(RECORDS FOR THE TASK)
// Copyright 2022 Ryan Seipp
//
// Licensed under the Apache License, Version 2.0 (the "License");
// you may not use this file except in compliance with the License.
// You may obtain a copy of the License at
//
//     http://www.apache.org/licenses/LICENSE-2.0
//
// Unless required by applicable law or agreed to in writing, software
// distributed under the License is distributed on an "AS IS" BASIS,
// WITHOUT WARRANTIES OR CONDITIONS OF ANY KIND, either express or implied.
// See the License for the specific language governing permissions and
// limitations under the License.

//! Zero-copy byte views and write sinks.
//!
//! `DataBuffer` is a position/limit read view: callers here only ever read
//! forward through a borrowed slice, they never interleave reads and writes
//! on the same region. `DataOutBuffer` is the write side: one
//! fixed-capacity implementation over externally owned memory (the socket
//! scratch area) and one growable implementation used as overflow when a
//! sized frame doesn't fit.

/// A read-only, position-tracked view over a byte slice.
///
/// Handed to a [`crate::service::Codec::decode`] implementation and to
/// [`crate::encoder::BlockEncoder`] as its source. `decode` must not retain
/// references to the underlying memory past the call; the borrow checker
/// enforces that directly since `DataBuffer<'a>` only lives as long as the
/// slice it was built from.
#[derive(Debug, Clone, Copy)]
pub struct DataBuffer<'a> {
    bytes: &'a [u8],
    pos: usize,
}

impl<'a> DataBuffer<'a> {
    /// Wrap a byte slice for reading from the start.
    pub fn new(bytes: &'a [u8]) -> Self {
        Self { bytes, pos: 0 }
    }

    /// Bytes not yet consumed.
    pub fn remaining(&self) -> usize {
        self.bytes.len() - self.pos
    }

    /// `true` once every byte has been consumed.
    pub fn is_empty(&self) -> bool {
        self.remaining() == 0
    }

    /// The unread region, as a slice.
    pub fn as_slice(&self) -> &'a [u8] {
        &self.bytes[self.pos..]
    }

    /// How many bytes have been consumed so far. Callers that decode in a
    /// loop use this to know how much to drain from the owning read buffer.
    pub fn position(&self) -> usize {
        self.pos
    }

    /// Mark `n` bytes as consumed. `n` may not exceed `remaining()`.
    pub fn advance(&mut self, n: usize) {
        assert!(
            n <= self.remaining(),
            "advanced DataBuffer past its remaining {} bytes by {}",
            self.remaining(),
            n
        );
        self.pos += n;
    }
}

/// A write sink an [`crate::encoder::Encoder`] streams bytes into.
///
/// Narrows the contract to exactly what an encoder needs: how much room is
/// left, a bulk copy from a `DataBuffer`, and a must-succeed `write`.
pub trait DataOutBuffer {
    /// Remaining capacity. `i64` (not `usize`) because a dynamic sink
    /// reports an effectively unbounded amount of room without needing a
    /// sentinel.
    fn available(&self) -> i64;

    /// Copy `min(src.remaining(), self.available())` bytes from `src`,
    /// advancing both. Returns the number of bytes copied.
    fn copy(&mut self, src: &mut DataBuffer<'_>) -> usize;

    /// Write `bytes` in full. This must fully succeed or raise a programming
    /// error: callers (encoders) are expected to have already checked
    /// `available()` before calling, so a short write here indicates a
    /// contract violation, not a recoverable I/O condition.
    fn write(&mut self, bytes: &[u8]);
}

/// A fixed-capacity sink over externally owned memory: the worker's
/// socket-backed write scratch area.
pub struct FixedOutBuffer<'a> {
    bytes: &'a mut [u8],
    pos: usize,
}

impl<'a> FixedOutBuffer<'a> {
    /// Wrap a scratch slice for writing from the start.
    pub fn new(bytes: &'a mut [u8]) -> Self {
        Self { bytes, pos: 0 }
    }

    /// Bytes written so far; the portion of the scratch area to flush to
    /// the socket.
    pub fn written(&self) -> &[u8] {
        &self.bytes[..self.pos]
    }
}

impl DataOutBuffer for FixedOutBuffer<'_> {
    fn available(&self) -> i64 {
        (self.bytes.len() - self.pos) as i64
    }

    fn copy(&mut self, src: &mut DataBuffer<'_>) -> usize {
        let n = src.remaining().min(self.available().max(0) as usize);
        self.bytes[self.pos..self.pos + n].copy_from_slice(&src.as_slice()[..n]);
        self.pos += n;
        src.advance(n);
        n
    }

    fn write(&mut self, bytes: &[u8]) {
        assert!(
            bytes.len() as i64 <= self.available(),
            "write of {} bytes exceeds available {} bytes in fixed out buffer",
            bytes.len(),
            self.available()
        );
        self.bytes[self.pos..self.pos + bytes.len()].copy_from_slice(bytes);
        self.pos += bytes.len();
    }
}

/// A growable overflow sink used when a sized frame does not fit the
/// worker's scratch buffer.
#[derive(Debug, Default)]
pub struct DynamicOutBuffer {
    bytes: Vec<u8>,
}

impl DynamicOutBuffer {
    /// An empty overflow buffer, growing on demand.
    pub fn new() -> Self {
        Self { bytes: Vec::new() }
    }

    /// Pre-size the overflow buffer for a known frame length.
    pub fn with_capacity(capacity: usize) -> Self {
        Self {
            bytes: Vec::with_capacity(capacity),
        }
    }

    /// Consume this sink, yielding the accumulated bytes.
    pub fn into_bytes(self) -> Vec<u8> {
        self.bytes
    }
}

impl DataOutBuffer for DynamicOutBuffer {
    fn available(&self) -> i64 {
        i64::MAX
    }

    fn copy(&mut self, src: &mut DataBuffer<'_>) -> usize {
        let n = src.remaining();
        self.bytes.extend_from_slice(src.as_slice());
        src.advance(n);
        n
    }

    fn write(&mut self, bytes: &[u8]) {
        self.bytes.extend_from_slice(bytes);
    }
}

#[cfg(test)]
mod tests {
    use super::*;

    #[test]
    fn data_buffer_advances() {
        let mut buf = DataBuffer::new(b"hello world");
        assert_eq!(buf.remaining(), 11);
        buf.advance(6);
        assert_eq!(buf.as_slice(), b"world");
        assert!(!buf.is_empty());
        buf.advance(5);
        assert!(buf.is_empty());
    }

    #[test]
    fn fixed_out_buffer_copy_truncates_to_available() {
        let mut scratch = [0u8; 4];
        let mut out = FixedOutBuffer::new(&mut scratch);
        let mut src = DataBuffer::new(b"hello world");

        let copied = out.copy(&mut src);
        assert_eq!(copied, 4);
        assert_eq!(out.written(), b"hell");
        assert_eq!(src.remaining(), 7);
    }

    #[test]
    #[should_panic(expected = "exceeds available")]
    fn fixed_out_buffer_write_past_capacity_panics() {
        let mut scratch = [0u8; 2];
        let mut out = FixedOutBuffer::new(&mut scratch);
        out.write(b"abc");
    }

    #[test]
    fn dynamic_out_buffer_grows_unbounded() {
        let mut out = DynamicOutBuffer::new();
        let mut src = DataBuffer::new(&[1u8; 70_000]);
        let copied = out.copy(&mut src);
        assert_eq!(copied, 70_000);
        assert_eq!(out.into_bytes().len(), 70_000);
    }
}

(YOUR INSTRUCTIONS)
Tally the lines above containing "position"; give only the number.

(RESULT BELOW)
3